Research Primer

(you can use the PDF version of the Law Student Guide to Free Legal Research if you would like to print this guide)

Legal research is not exciting or glamorous, but it makes up the backbone of a legal practice.  As an added bonus, if you don’t do it right, you’re opening yourself up to malpractice claims.  Good times.

Legal Research Process Flow Chart

Click to Enlarge

Legal Research in Ten Easy Steps

(1) NARROW YOUR TOPIC. Begin by thinking to yourself, “What question am I trying to answer?”  Legal problems are tricky and full of complex situations. It’s easy to be distracted by facts or parts that are not relevant.

(2) BRAINSTORM. Start brainstorming a list of relevant keywords and concepts.  You should think of similar terms (such as murder -> manslaughter -> homicide) as well as expand and narrow (such as car -> automobile or truck -> dump truck).  The more you generate, the better your chances for creating a search that will find you the appropriate law.  You may have to repeat this step several times if you don’t get sufficient answers from your initial searches.

(3) TYPE OF LAW? Think about what type of law will answer your question.  For example, is this an area like the environment or medicine that an agency would control?  If so, you’d look in regulations.   There’s no hard and fast guide to this and many legal questions will be covered by a variety of laws.  Also, it’s something that you get better at with practice.  When in doubt, start your research with a secondary source like a law review article or encyclopedia.  These will point you towards the type of law that you should be searching and explain the issues in detail. They may even give you the major laws or cases that cover the issue.

(4) JURISDICTION Narrowing down the jurisdiction that you should search in makes practical sense because it cuts down the amount of material that you have to sort through, but also is legally proper because of stare decisis.  This should be relatively easy.

(5) SEARCH Using the terms you came up with in Step 2, search primary law.  Depending on which provider you use, you may be able to narrow your search using Boolean operators such as “and” “not” and “or”.   When looking at regulations or codes, you may find it easier to look at the table of contents and browse to a specific title or section before searching.

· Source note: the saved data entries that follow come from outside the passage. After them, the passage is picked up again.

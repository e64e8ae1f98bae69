//! Draft store adapters.
mod file_store;
mod memory_store;

pub use file_store::FileDraftStore;
pub use memory_store::MemoryDraftStore;

use std::path::PathBuf;

/// Default location for draft files:
/// `<platform data dir>/dev-advisor/drafts`.
pub fn default_drafts_dir() -> Option<PathBuf> {
    dirs::data_dir().map(|dir| dir.join("dev-advisor").join("drafts"))
}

(6) STOP SEARCHING If you keep coming across the same law or answer to your question, you can be fairly sure that you’ve gotten the relevant laws.

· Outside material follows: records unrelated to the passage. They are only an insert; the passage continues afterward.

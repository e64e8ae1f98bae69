//! # da-infra
//!
//! Infrastructure adapters for the dev-advisor requirements wizard: draft
//! store implementations and the system clock.

pub mod storage;
pub mod time;

pub use storage::{FileDraftStore, MemoryDraftStore};
pub use time::SystemClock;
mod system_clock;

pub use system_clock::SystemClock;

(7) UPDATE Unfortunately, there aren’t many free citators available, especially for case law, so you may have to rely upon a commercial service such as Shepards or KeyCite.  Statutory and regulations can be updated via slip laws (statutes) and lists of sections affected (regulations).

(8) FORMAT Determine who your audience is. Are you writing an appellate brief? A memo for a partner? An academic paper?  There are several free sources of forms that may help you construct the document.

(9) CITE CORRECTLY No matter what you’re writing, the purpose is so that someone else – judge, partner, professor – can find the law that you’ve diligently researched and compiled.  So you need to put it in the correct citation format. Be aware that most courts use local rules for citations.